After the acquisitions proved to be unsuccessful and Gillette finally faced some competition in 1962 by the introduction of the stainless steel blade by Wilkinson Sword, Gillette moved back to focusing on product development under the leadership of Ziegler. Gillette introduced the Cricket disposable lighters and Soft & Dry antiperspirant. Furthermore, it introduced the Gillette Track II razor which was a huge success and dominated the market for a long time.
Other successful product developments came under the leadership of Colman Mockler who implemented a lower cost strategy and focused on advertising and promotion. The most successful and innovative products were launched in this time starting from the Atra Razor, the Good News! Disposable Razor, and Daisy Razor for women. These products were innovative and had disposable blades and lubricating strips. Gillette then diversified into the personal care segment with the Aapri facial care products, Bare elegance Body Lotion, Mink Difference Hairspray, White Rain Hair care products, and Silkience shampoo and moisturizers.

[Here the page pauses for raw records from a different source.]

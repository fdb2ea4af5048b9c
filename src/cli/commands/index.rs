//! Library indexing and cache commands.

use std::io::Write;
use std::path::Path;
use std::sync::Arc;
use tokio::runtime::Runtime;
use tokio::sync::watch;
use tracing::info;

use crate::config::{self, Config};
use crate::db::SqliteCache;
use crate::indexer::service::IndexerService;
use crate::indexer::{IndexContext, Indexer, Indexing, Response, State};
use crate::library::Library;

/// Index and print a summary, then keep reloading on change if the library
/// is configured to watch
pub fn cmd_index(rt: &Runtime, config: Config, with_cache: bool, verbose: bool) -> anyhow::Result<()> {
    rt.block_on(async {
        let (indexer, service, cache) = start_service(&config).await?;
        let mut states = service.subscribe();
        let watcher = service.watch_if_enabled(&config.library)?;

        println!("Indexing {} folder(s)...", config.library.paths.len());
        indexer.request_reindex(with_cache);
        let response = next_response(&mut states).await?;

        let Some(watcher) = watcher else {
            service.shutdown();
            print_response(&response, verbose)?;
            if verbose {
                println!("Tag cache holds {} record(s).", cache.count().await?);
            }
            return Ok(());
        };

        if let Err(e) = print_response(&response, verbose) {
            eprintln!("! {e}");
        }
        println!("Watching for changes. Press Ctrl+C to stop.\n");

        loop {
            tokio::select! {
                response = next_response(&mut states) => {
                    if let Err(e) = print_response(&response?, false) {
                        eprintln!("! {e}");
                    }
                }
                _ = tokio::signal::ctrl_c() => break,
            }
        }

        watcher.abort();
        service.shutdown();
        info!(target: "cli", "Stopped watching");
        Ok(())
    })
}

/// Delete every cached tag record
pub fn cmd_clear_cache(rt: &Runtime, path: &Path) -> anyhow::Result<()> {
    rt.block_on(async {
        if !path.exists() {
            println!("No cache at {}", path.display());
            return Ok(());
        }
        let cache = SqliteCache::open(path).await?;
        let removed = cache.clear().await?;
        println!("Removed {removed} cached record(s) from {}", path.display());
        Ok(())
    })
}

async fn start_service(
    config: &Config,
) -> anyhow::Result<(Arc<Indexer>, Arc<IndexerService>, Arc<SqliteCache>)> {
    let cache_path = config
        .library
        .cache_path
        .clone()
        .unwrap_or_else(config::default_cache_path);
    let cache = Arc::new(SqliteCache::open(&cache_path).await?);
    info!(target: "cli", cache = %cache_path.display(), "Opened tag cache");

    let ctx = IndexContext::from_config(config, cache.clone());
    let indexer = Arc::new(Indexer::new());
    let service = IndexerService::start(indexer.clone(), ctx)?;
    Ok((indexer, service, cache))
}

/// Print progress until the next load completes.
async fn next_response(states: &mut watch::Receiver<Option<State>>) -> anyhow::Result<Response> {
    loop {
        states.changed().await?;
        let state = states.borrow_and_update().clone();
        match state {
            Some(State::Indexing(Indexing::Songs { current, total })) => {
                print!("\rIndexed {current}/{total} songs...");
                std::io::stdout().flush()?;
            }
            Some(State::Indexing(Indexing::Indeterminate)) | None => {}
            Some(State::Complete(response)) => {
                println!();
                return Ok(response);
            }
        }
    }
}

fn print_response(response: &Response, verbose: bool) -> anyhow::Result<()> {
    match response {
        Response::Ok(library) => {
            println!(
                "Indexed {} songs in {} albums by {} artists across {} genres.",
                library.songs().len(),
                library.albums().len(),
                library.artists().len(),
                library.genres().len()
            );
            if verbose {
                print_albums(library);
            }
            Ok(())
        }
        Response::NoMusic => {
            println!("No music found.");
            Ok(())
        }
        Response::NoPerms => anyhow::bail!("Music folders are not readable"),
        Response::Err(e) => anyhow::bail!("Indexing failed: {e}"),
    }
}

fn print_albums(library: &Library) {
    for album in library.albums() {
        let artists: Vec<&str> = album
            .artists
            .iter()
            .filter_map(|uid| library.artist(uid))
            .map(|artist| artist.name.as_deref().unwrap_or("Unknown Artist"))
            .collect();
        let year = album
            .dates
            .map(|d| format!(" ({d})"))
            .unwrap_or_default();
        println!(
            "  {} - {}{} [{}, {} songs]",
            artists.join(", "),
            album.name,
            year,
            album.release_type.name(),
            album.songs.len()
        );
    }
}
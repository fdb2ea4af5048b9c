//! Cache stage of the extractor chain.
//!
//! The cache maps a file fingerprint (path, modification time, size) to the
//! metadata extracted for it on a previous load. Reading tags is by far the
//! slowest part of a load, so a warm cache lets unchanged files skip it.

use async_trait::async_trait;
use std::collections::HashMap;
use std::path::PathBuf;
use std::sync::Arc;
use tracing::{debug, error, info, warn};

use super::{ExtractionResult, RawSong};
use crate::error::Result;

/// Persistent storage behind the cache stage.
///
/// The format and medium are the implementation's concern; the stage only
/// reads everything once at the start of a pass and replaces everything at
/// the end.
#[async_trait]
pub trait CacheRepository: Send + Sync {
    /// Read every cached record.
    async fn read_all(&self) -> Result<Vec<RawSong>>;

    /// Replace the cache contents with `songs`.
    async fn write_all(&self, songs: &[RawSong]) -> Result<()>;
}

/// The cache stage, in one of its two access modes.
pub enum CacheExtractor {
    /// Serves unchanged files from the cache, then rewrites it if anything
    /// changed.
    ReadWrite {
        repository: Arc<dyn CacheRepository>,
        entries: HashMap<PathBuf, RawSong>,
        invalidated: bool,
    },
    /// Never serves entries, but still persists this pass for the next one.
    WriteOnly {
        repository: Arc<dyn CacheRepository>,
    },
}

impl CacheExtractor {
    pub fn read_write(repository: Arc<dyn CacheRepository>) -> Self {
        Self::ReadWrite {
            repository,
            entries: HashMap::new(),
            invalidated: false,
        }
    }

    pub fn write_only(repository: Arc<dyn CacheRepository>) -> Self {
        Self::WriteOnly { repository }
    }

    /// Load the cache. A cache that cannot be read is treated as empty; it
    /// only ever speeds a load up.
    pub async fn init(&mut self) {
        let Self::ReadWrite {
            repository,
            entries,
            invalidated,
        } = self
        else {
            return;
        };

        match repository.read_all().await {
            Ok(songs) => {
                *entries = songs
                    .into_iter()
                    .filter_map(|song| song.path.clone().map(|path| (path, song)))
                    .collect();
                info!(target: "extractor::cache", entries = entries.len(), "Loaded tag cache");
            }
            Err(e) => {
                warn!(target: "extractor::cache", error = %e, "Unable to read tag cache, ignoring it");
                entries.clear();
                *invalidated = true;
            }
        }
    }

    /// Complete `raw` from the cache if its fingerprint still matches.
    ///
    /// Fields the media index supplies fresh on every pass (row id, date
    /// added) are kept from `raw`.
    pub fn populate(&mut self, raw: &mut RawSong) -> ExtractionResult {
        let Self::ReadWrite {
            entries,
            invalidated,
            ..
        } = self
        else {
            return ExtractionResult::NotCached;
        };

        let Some(path) = raw.path.clone() else {
            return ExtractionResult::NotCached;
        };

        match entries.remove(&path) {
            Some(cached) if cached.same_fingerprint(raw) => {
                let media_id = raw.media_id;
                let date_added = raw.date_added;
                *raw = cached;
                raw.media_id = media_id;
                raw.date_added = date_added;
                ExtractionResult::Cached
            }
            Some(_) => {
                debug!(target: "extractor::cache", path = %path.display(), "Stale cache entry");
                *invalidated = true;
                ExtractionResult::NotCached
            }
            None => {
                *invalidated = true;
                ExtractionResult::NotCached
            }
        }
    }

    /// Persist the pass. Failing to write only costs the next load time, so
    /// it is logged rather than propagated.
    pub async fn finalize(&mut self, raws: &[RawSong]) {
        let repository = match self {
            Self::ReadWrite {
                repository,
                entries,
                invalidated,
            } => {
                // Leftover entries belong to files that disappeared.
                if !*invalidated && entries.is_empty() {
                    debug!(target: "extractor::cache", "Tag cache unchanged, not rewriting");
                    return;
                }
                repository
            }
            Self::WriteOnly { repository } => repository,
        };

        match repository.write_all(raws).await {
            Ok(()) => info!(target: "extractor::cache", entries = raws.len(), "Wrote tag cache"),
            Err(e) => error!(target: "extractor::cache", error = %e, "Unable to write tag cache"),
        }
    }
}
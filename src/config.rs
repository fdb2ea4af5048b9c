//! Configuration system using TOML files.
//!
//! Config is stored in the OS-standard config directory:
//! - Windows: %APPDATA%\music-indexer\config.toml
//! - macOS: ~/Library/Application Support/music-indexer/config.toml
//! - Linux: ~/.config/music-indexer/config.toml
//!
//! Settings are read once per load; the indexer only ever sees the
//! read-only [`MusicSettings`] view.

use serde::{Deserialize, Serialize};
use std::path::{Path, PathBuf};

use crate::extractor::media::MediaTier;

/// Application configuration
#[derive(Debug, Clone, Default, Serialize, Deserialize)]
#[serde(default)]
pub struct Config {
    /// Where music lives and how it is watched
    pub library: LibraryConfig,

    /// How tags are interpreted
    pub music: MusicSettings,
}

/// Library location settings
#[derive(Debug, Clone, Serialize, Deserialize)]
#[serde(default)]
pub struct LibraryConfig {
    /// Music folders to index
    pub paths: Vec<PathBuf>,

    /// Folders to skip while indexing
    pub exclude_paths: Vec<PathBuf>,

    /// Keep running after the first load and reload when files change
    pub watch_for_changes: bool,

    /// Tag cache database (defaults to the data directory)
    pub cache_path: Option<PathBuf>,
}

impl Default for LibraryConfig {
    fn default() -> Self {
        Self {
            paths: Vec::new(),
            exclude_paths: Vec::new(),
            watch_for_changes: false,
            cache_path: None,
        }
    }
}

/// Settings consumed while turning raw metadata into songs.
#[derive(Debug, Clone, PartialEq, Serialize, Deserialize)]
#[serde(default)]
pub struct MusicSettings {
    /// Characters that split single-valued tags into several values
    pub separators: String,

    /// Drop leading "the"/"a"/"an" when deriving sort names
    pub ignore_articles: bool,

    /// Skip files the media index does not flag as music
    pub exclude_non_music: bool,

    /// Media index capability tier
    pub tier: MediaTier,
}

impl Default for MusicSettings {
    fn default() -> Self {
        Self {
            separators: String::new(),
            ignore_articles: true,
            exclude_non_music: true,
            tier: MediaTier::default(),
        }
    }
}

// ============================================================================
// Config File Operations
// ============================================================================

/// Get the config directory path
pub fn config_dir() -> Option<PathBuf> {
    dirs::config_dir().map(|d| d.join("music-indexer"))
}

/// Get the full path to the config file
pub fn config_path() -> Option<PathBuf> {
    config_dir().map(|d| d.join("config.toml"))
}

/// Default location of the tag cache database
pub fn default_cache_path() -> PathBuf {
    dirs::data_local_dir()
        .map(|d| d.join("music-indexer"))
        .unwrap_or_else(|| PathBuf::from("."))
        .join("music_cache.db")
}

/// Load configuration from disk
///
/// Returns default config if file doesn't exist or can't be parsed.
/// Logs warnings but doesn't fail - we always return a usable config.
pub fn load() -> Config {
    let Some(path) = config_path() else {
        tracing::warn!("Could not determine config directory, using defaults");
        return Config::default();
    };

    if !path.exists() {
        tracing::info!("No config file found at {:?}, using defaults", path);
        return Config::default();
    }

    match std::fs::read_to_string(&path) {
        Ok(contents) => match toml::from_str(&contents) {
            Ok(config) => {
                tracing::info!("Loaded config from {:?}", path);
                config
            }
            Err(e) => {
                tracing::error!("Failed to parse config file {:?}: {}", path, e);
                tracing::warn!("Using default configuration");
                Config::default()
            }
        },
        Err(e) => {
            tracing::error!("Failed to read config file {:?}: {}", path, e);
            Config::default()
        }
    }
}

/// Save configuration to disk
///
/// Creates the config directory if it doesn't exist and returns the path
/// written.
pub fn save(config: &Config) -> Result<PathBuf, ConfigError> {
    let path = config_path().ok_or(ConfigError::NoConfigDir)?;
    save_to(config, &path)?;
    Ok(path)
}

fn save_to(config: &Config, path: &Path) -> Result<(), ConfigError> {
    if let Some(dir) = path.parent() {
        std::fs::create_dir_all(dir).map_err(|e| ConfigError::CreateDir(dir.to_path_buf(), e))?;
    }

    let contents = toml::to_string_pretty(config).map_err(ConfigError::Serialize)?;

    // Write to a temp file, then rename over the old config
    let temp_path = path.with_extension("toml.tmp");
    std::fs::write(&temp_path, &contents).map_err(|e| ConfigError::Write(temp_path.clone(), e))?;
    std::fs::rename(&temp_path, path)
        .map_err(|e| ConfigError::Rename(temp_path, path.to_path_buf(), e))?;

    tracing::info!("Saved config to {:?}", path);
    Ok(())
}

// ============================================================================
// Error Types
// ============================================================================

/// Configuration errors
#[derive(Debug, thiserror::Error)]
pub enum ConfigError {
    #[error("Could not determine config directory")]
    NoConfigDir,

    #[error("Failed to create config directory {0}: {1}")]
    CreateDir(PathBuf, std::io::Error),

    #[error("Failed to serialize config: {0}")]
    Serialize(toml::ser::Error),

    #[error("Failed to write config to {0}: {1}")]
    Write(PathBuf, std::io::Error),

    #[error("Failed to rename temp file {0} to {1}: {2}")]
    Rename(PathBuf, PathBuf, std::io::Error),
}

// ============================================================================
// Tests
// ============================================================================
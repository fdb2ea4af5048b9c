//! The extractor chain.
//!
//! Metadata is gathered in stages, each wrapping the one before it:
//!
//! ```text
//! TagExtractor  ->  MediaStoreExtractor  ->  CacheExtractor
//! (file tags)       (platform index)         (previous loads)
//! ```
//!
//! The media stage enumerates files and consults the cache first. Records
//! the cache could complete skip every later stage; the rest get the
//! platform index columns for their [`MediaTier`] and then a full tag read.
//! After the pass, [`Extractor::finalize`] hands every produced record back
//! down the chain so the cache can persist them.

pub mod cache;
pub mod media;
pub mod tags;

use async_trait::async_trait;
use serde::{Deserialize, Serialize};
use smallvec::SmallVec;
use std::path::PathBuf;

use crate::error::Result;
use crate::indexer::IndexContext;
use crate::model::Date;

pub use cache::{CacheExtractor, CacheRepository};
pub use media::{MediaIndex, MediaRow, MediaStoreExtractor, MediaTier, MusicDirs};
pub use tags::TagExtractor;

/// Multi-valued credit field. Most songs credit exactly one value.
pub type Credits = SmallVec<[String; 1]>;

/// Metadata accumulated for one file while it moves through the chain.
///
/// Fields start empty and are filled by whichever stage knows them; a later
/// stage may overwrite an earlier stage's guess with a more authoritative
/// value.
#[derive(Debug, Clone, Default, PartialEq, Serialize, Deserialize)]
pub struct RawSong {
    /// Platform media index row id
    pub media_id: Option<i64>,
    pub path: Option<PathBuf>,
    pub mime_type: Option<String>,
    /// File size in bytes, part of the cache fingerprint
    pub size: Option<u64>,
    /// Seconds since the epoch
    pub date_added: Option<i64>,
    /// Seconds since the epoch, part of the cache fingerprint
    pub date_modified: Option<i64>,
    pub duration_ms: Option<u64>,

    pub name: Option<String>,
    pub sort_name: Option<String>,
    pub musicbrainz_id: Option<String>,
    pub track: Option<u32>,
    pub disc: Option<u32>,
    pub date: Option<Date>,
    pub replay_gain_track: Option<f32>,
    pub replay_gain_album: Option<f32>,

    pub album_name: Option<String>,
    pub album_sort_name: Option<String>,
    pub album_musicbrainz_id: Option<String>,
    pub release_types: Credits,

    pub artist_names: Credits,
    pub artist_sort_names: Credits,
    pub artist_musicbrainz_ids: Credits,

    pub album_artist_names: Credits,
    pub album_artist_sort_names: Credits,
    pub album_artist_musicbrainz_ids: Credits,

    pub genre_names: Credits,
}

impl RawSong {
    /// Whether the cached copy of this file is still valid for `other`.
    pub fn same_fingerprint(&self, other: &RawSong) -> bool {
        self.path == other.path
            && self.date_modified == other.date_modified
            && self.size == other.size
    }
}

/// Outcome of asking a stage to complete a record.
#[derive(Debug, Clone, Copy, PartialEq, Eq)]
pub enum ExtractionResult {
    /// Fully populated from the cache; no further stage needs to run.
    Cached,
    /// Needs the remaining stages.
    NotCached,
}

/// Contract of the top of the extractor chain, as seen by the indexer.
#[async_trait]
pub trait Extractor: Send {
    /// Prepare the pass, returning the projected number of records.
    async fn init(&mut self) -> Result<usize>;

    /// Produce the next record, or `None` once the pass is exhausted.
    /// Single pass; not restartable.
    async fn next(&mut self) -> Result<Option<RawSong>>;

    /// Receive every record produced in this pass.
    async fn finalize(&mut self, raws: &[RawSong]) -> Result<()>;
}

/// Assemble the chain for one load pass.
///
/// `with_cache` selects a read-write cache; otherwise the cache is only
/// written, so stale entries can never leak into the pass.
pub fn build_chain(ctx: &IndexContext, with_cache: bool) -> Box<dyn Extractor> {
    let cache = if with_cache {
        CacheExtractor::read_write(ctx.cache.clone())
    } else {
        CacheExtractor::write_only(ctx.cache.clone())
    };
    let media = MediaStoreExtractor::new(
        ctx.media.clone(),
        ctx.settings.tier,
        ctx.dirs.clone(),
        ctx.settings.exclude_non_music,
        cache,
    );
    Box::new(TagExtractor::new(media, ctx.tags.clone()))
}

It further diversified its market with the introduction of Eraser Mate, erasable and disposable pens. After the decline of Trac II and Atra market share during the Razor wars, Gillette came up with its Mach3 in 1998 which was recognized for its innovative design of blades on tiny springs. Subsequently the Mach3 Turbo and Venus series for women were launched which gained a lot of popularity and market share. The most memorable innovation happened in 2006 with the launch of Fusion- the world’s 1st 5+1 blade razor.
In 2010, after realizing that men still experienced discomfort during and after shaving, Gillette introduced the Gillette Fusion ProGlide shaving system which was named the Best Razor of 2011 by Men’s Health Magazine. In many ways Gillette has been a victim of its own success – although they were coming up with innovative products, they were “cannibalizing” their own successful products. While their new inventions drove up their sales, it often took away from the sales of its previous products and often was counter-productive in terms of market share. Gillette continued to diversify their product line, but was met with mixed success.
It was at that time that Gillette gained even more dominance in its market as a result of their continuous product development. It began continuously attacking its own products. From the Trac II to Atra to Sensor to Mach3 to Fusion, Gillette kept on innovating and attacking its own products. The advertising of Mach3 , “The best a man can get” and “The world’s best shave” were misleading and led to trouble for Fusion as the critics pointed out and questioned why 5 blades were needed when Gillette had touted it’s 3 bladed mach3 to be “The best a man can get”.
Furthermore, Gillette found out that their products were treated as “novelty” products with very low loyalty and with a lack of staying power. The repurchase rate of razors was much more than cartridge refills. We do not feel product innovation in the wet-shaving market has come to an end, however it has grown stagnant in the recent years. The five blade Fusion did nothing significantly different from their own Mach3 and Schick’s Quattro. It also says something when introducing each new product, sales of the initial razor were higher than refill cartridges.
People are eager to try to the new product, but may be they aren’t pleased enough to buy refills, they like their old product better, or they felt they were too expensive to continue to use them. Because razors and blades are in the maturity stage of their product life cycle, as a consequence, rather than focusing on producing a six or seven razor blade, Gillette’s focus should be on enhancing current products, developing complementary products, and strengthening the brand as a whole using its successful marketing strategy.